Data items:
use std::path::Path;
use std::time::Duration;

use image::GrayImage;
use serde::Serialize;
use tracing::{debug, warn};

use crate::config::TurnConfig;
use crate::diagnostics::Diagnostics;
use crate::frame::{Frame, FrameError};

// =============================================================================
// Template Matching
// =============================================================================

/// Grayscale template located by mean-subtracted normalized
/// cross-correlation (OpenCV's `TM_CCOEFF_NORMED`).
#[derive(Debug, Clone)]
pub struct TemplateMatcher {
    template: GrayImage,
    threshold: f32,
    /// Template minus its mean, row-major.
    centered: Vec<f64>,
    energy: f64,
}

impl TemplateMatcher {
    pub fn new(template: GrayImage, threshold: f32) -> Self {
        let n = (template.width() * template.height()) as f64;
        let mean = template.as_raw().iter().map(|&p| p as f64).sum::<f64>() / n.max(1.0);
        let centered: Vec<f64> = template.as_raw().iter().map(|&p| p as f64 - mean).collect();
        let energy = centered.iter().map(|v| v * v).sum();
        Self {
            template,
            threshold,
            centered,
            energy,
        }
    }

    pub fn load(path: &Path, threshold: f32) -> Result<Self, FrameError> {
        Ok(Self::new(image::open(path)?.to_luma8(), threshold))
    }

    pub fn template(&self) -> &GrayImage {
        &self.template
    }

    /// Correlation map, one score per top-left placement, row-major with
    /// `image.width() - template.width() + 1` columns. Empty when the template
    /// does not fit.
    pub fn scores(&self, image: &GrayImage) -> (u32, u32, Vec<f32>) {
        let (tw, th) = self.template.dimensions();
        let (iw, ih) = image.dimensions();
        if tw == 0 || th == 0 || tw > iw || th > ih {
            return (0, 0, Vec::new());
        }
        let cols = iw - tw + 1;
        let rows = ih - th + 1;
        let n = (tw * th) as f64;
        let integral = Integral::new(image);
        let raw = image.as_raw();

        let mut out = Vec::with_capacity((cols * rows) as usize);
        for y in 0..rows {
            for x in 0..cols {
                let (sum, sum_sq) = integral.window(x, y, tw, th);
                let variance = sum_sq - sum * sum / n;
                let denom = (variance * self.energy).sqrt();
                if denom <= f64::EPSILON {
                    out.push(0.0);
                    continue;
                }
                let mut cross = 0.0;
                for j in 0..th {
                    let row = ((y + j) * iw + x) as usize;
                    let trow = (j * tw) as usize;
                    for i in 0..tw as usize {
                        cross += self.centered[trow + i] * raw[row + i] as f64;
                    }
                }
                out.push((cross / denom) as f32);
            }
        }
        (cols, rows, out)
    }

    /// Score of the single placement with its top-left corner at `(x, y)`.
    pub fn score_at(&self, image: &GrayImage, x: u32, y: u32) -> Option<f32> {
        let (tw, th) = self.template.dimensions();
        let (iw, ih) = image.dimensions();
        if tw == 0 || th == 0 || x.checked_add(tw)? > iw || y.checked_add(th)? > ih {
            return None;
        }
        let raw = image.as_raw();
        let n = (tw * th) as f64;
        let (mut sum, mut sum_sq, mut cross) = (0.0, 0.0, 0.0);
        for j in 0..th {
            let row = ((y + j) * iw + x) as usize;
            let trow = (j * tw) as usize;
            for i in 0..tw as usize {
                let v = raw[row + i] as f64;
                sum += v;
                sum_sq += v * v;
                cross += self.centered[trow + i] * v;
            }
        }
        let denom = ((sum_sq - sum * sum / n) * self.energy).sqrt();
        if denom <= f64::EPSILON {
            return Some(0.0);
        }
        Some((cross / denom) as f32)
    }

    pub fn best(&self, image: &GrayImage) -> Option<f32> {
        let (_, _, scores) = self.scores(image);
        scores.into_iter().reduce(f32::max)
    }

    pub fn is_present(&self, image: &GrayImage) -> bool {
        let (_, _, scores) = self.scores(image);
        scores.iter().any(|&s| s >= self.threshold)
    }

    /// Centers of every placement scoring at or above the threshold.
    pub fn locate(&self, image: &GrayImage) -> Vec<(u32, u32)> {
        let (tw, th) = self.template.dimensions();
        let (cols, _, scores) = self.scores(image);
        scores
            .iter()
            .enumerate()
            .filter(|(_, s)| **s >= self.threshold)
            .map(|(i, _)| {
                let x = i as u32 % cols;
                let y = i as u32 / cols;
                (x + tw / 2, y + th / 2)
            })
            .collect()
    }
}

/// Summed-area tables of pixel values and squared values.
struct Integral {
    stride: usize,
    sum: Vec<f64>,
    sum_sq: Vec<f64>,
}

impl Integral {
    fn new(image: &GrayImage) -> Self {
        let (w, h) = (image.width() as usize, image.height() as usize);
        let stride = w + 1;
        let mut sum = vec![0.0; stride * (h + 1)];
        let mut sum_sq = vec![0.0; stride * (h + 1)];
        let raw = image.as_raw();
        for y in 0..h {
            let mut row = 0.0;
            let mut row_sq = 0.0;
            for x in 0..w {
                let v = raw[y * w + x] as f64;
                row += v;
                row_sq += v * v;
                sum[(y + 1) * stride + x + 1] = sum[y * stride + x + 1] + row;
                sum_sq[(y + 1) * stride + x + 1] = sum_sq[y * stride + x + 1] + row_sq;
            }
        }
        Self {
            stride,
            sum,
            sum_sq,
        }
    }

    fn window(&self, x: u32, y: u32, w: u32, h: u32) -> (f64, f64) {
        let (x0, y0) = (x as usize, y as usize);
        let (x1, y1) = (x0 + w as usize, y0 + h as usize);
        let at = |t: &[f64], x: usize, y: usize| t[y * self.stride + x];
        let rect = |t: &[f64]| at(t, x1, y1) - at(t, x0, y1) - at(t, x1, y0) + at(t, x0, y0);
        (rect(&self.sum), rect(&self.sum_sq))
    }
}

// =============================================================================
// Turn Detector
// =============================================================================

#[derive(Debug, Clone, Copy, PartialEq, Eq, Serialize)]
pub enum TurnState {
    /// End-of-turn animation is playing; input would be lost.
    Animating,
    Settled,
}

#[derive(Debug)]
pub struct Settle {
    pub frame: Frame,
    pub polls: u32,
    pub timed_out: bool,
    /// Full-screen menu verdict for `frame`; false unless a confirm button
    /// template is configured.
    pub full_screen_menu: bool,
}

pub struct TurnDetector {
    main_menu: Option<TemplateMatcher>,
    player_icon: Option<TemplateMatcher>,
    confirm_button: Option<TemplateMatcher>,
    full_screen_menu_at: (u32, u32),
    poll_interval: Duration,
    max_retries: u32,
}

impl TurnDetector {
    /// Template files that do not exist disable their check with a warning.
    pub fn from_config(config: &TurnConfig) -> Result<Self, FrameError> {
        let load = |path: &Option<std::path::PathBuf>| -> Result<Option<TemplateMatcher>, FrameError> {
            let Some(path) = path else {
                return Ok(None);
            };
            if !path.exists() {
                warn!("template {} not found, check disabled", path.display());
                return Ok(None);
            }
            TemplateMatcher::load(path, config.threshold).map(Some)
        };
        if config.confirm_button_template.is_none() {
            debug!("no confirm button template, full-screen menu check off");
        }
        Ok(Self {
            main_menu: load(&config.main_menu_template)?,
            player_icon: load(&config.player_icon_template)?,
            confirm_button: load(&config.confirm_button_template)?,
            full_screen_menu_at: config.full_screen_menu_at,
            poll_interval: Duration::from_millis(config.poll_interval_ms),
            max_retries: config.max_retries,
        })
    }

    pub fn new(
        main_menu: Option<TemplateMatcher>,
        player_icon: Option<TemplateMatcher>,
        config: &TurnConfig,
    ) -> Self {
        Self {
            main_menu,
            player_icon,
            confirm_button: None,
            full_screen_menu_at: config.full_screen_menu_at,
            poll_interval: Duration::from_millis(config.poll_interval_ms),
            max_retries: config.max_retries,
        }
    }

    pub fn with_confirm_button(mut self, matcher: TemplateMatcher) -> Self {
        self.confirm_button = Some(matcher);
        self
    }

    pub fn poll_interval(&self) -> Duration {
        self.poll_interval
    }

    pub fn max_retries(&self) -> u32 {
        self.max_retries
    }

    /// Whether any check needs the frame in grayscale at all.
    fn needs_gray(&self) -> bool {
        self.main_menu.is_some() || self.confirm_button.is_some()
    }

    /// Chrome visible without the active-player icon means the end-of-turn
    /// animation is running. Anything else counts as settled.
    pub fn classify(&self, frame: &Frame) -> TurnState {
        if self.main_menu.is_none() {
            return TurnState::Settled;
        }
        self.classify_gray(&frame.to_gray())
    }

    fn classify_gray(&self, gray: &GrayImage) -> TurnState {
        let Some(main_menu) = &self.main_menu else {
            return TurnState::Settled;
        };
        if !main_menu.is_present(gray) {
            return TurnState::Settled;
        }
        match &self.player_icon {
            Some(icon) if !icon.is_present(gray) => TurnState::Animating,
            _ => TurnState::Settled,
        }
    }

    /// A confirm button centered exactly where full-screen menus put theirs.
    pub fn is_full_screen_menu(&self, frame: &Frame) -> bool {
        if self.confirm_button.is_none() {
            return false;
        }
        self.full_screen_menu_gray(&frame.to_gray())
    }

    /// Only the one placement centered on `full_screen_menu_at` is scored.
    fn full_screen_menu_gray(&self, gray: &GrayImage) -> bool {
        let Some(confirm) = &self.confirm_button else {
            return false;
        };
        let (tw, th) = confirm.template().dimensions();
        let (cx, cy) = self.full_screen_menu_at;
        let (Some(x), Some(y)) = (cx.checked_sub(tw / 2), cy.checked_sub(th / 2)) else {
            return false;
        };
        confirm
            .score_at(gray, x, y)
            .is_some_and(|score| score >= confirm.threshold)
    }

    /// Re-observes every `poll_interval` while the animation is playing, at
    /// most `max_retries` times. On exhaustion the stuck frame is written to
    /// diagnostics and returned as is.
    pub fn wait_until_settled<E, F>(
        &self,
        frame: Frame,
        diagnostics: &mut Diagnostics,
        mut observe: F,
    ) -> Result<Settle, E>
    where
        F: FnMut() -> Result<Frame, E>,
    {
        // One grayscale conversion per observed frame, shared by every check.
        let gray_of = |frame: &Frame| self.needs_gray().then(|| frame.to_gray());
        let mut frame = frame;
        let mut gray = gray_of(&frame);
        let classify = |gray: &Option<GrayImage>| match gray {
            Some(g) => self.classify_gray(g),
            None => TurnState::Settled,
        };
        let mut state = classify(&gray);
        let mut polls = 0;
        while state == TurnState::Animating && polls < self.max_retries {
            std::thread::sleep(self.poll_interval);
            polls += 1;
            frame = observe()?;
            gray = gray_of(&frame);
            state = classify(&gray);
            debug!("turn poll {polls}: {state:?}");
        }
        let timed_out = state == TurnState::Animating;
        if timed_out {
            warn!("end of turn timed out after {polls} polls");
            diagnostics.record_timeout(&frame);
        }
        let full_screen_menu = gray
            .as_ref()
            .is_some_and(|g| self.full_screen_menu_gray(g));
        Ok(Settle {
            frame,
            polls,
            timed_out,
            full_screen_menu,
        })
    }
}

▶ [What you will do] Please determine the number of lines in the records above that include the string "TurnDetector", and answer with that number only.

▶ [Answer for this exercise] 2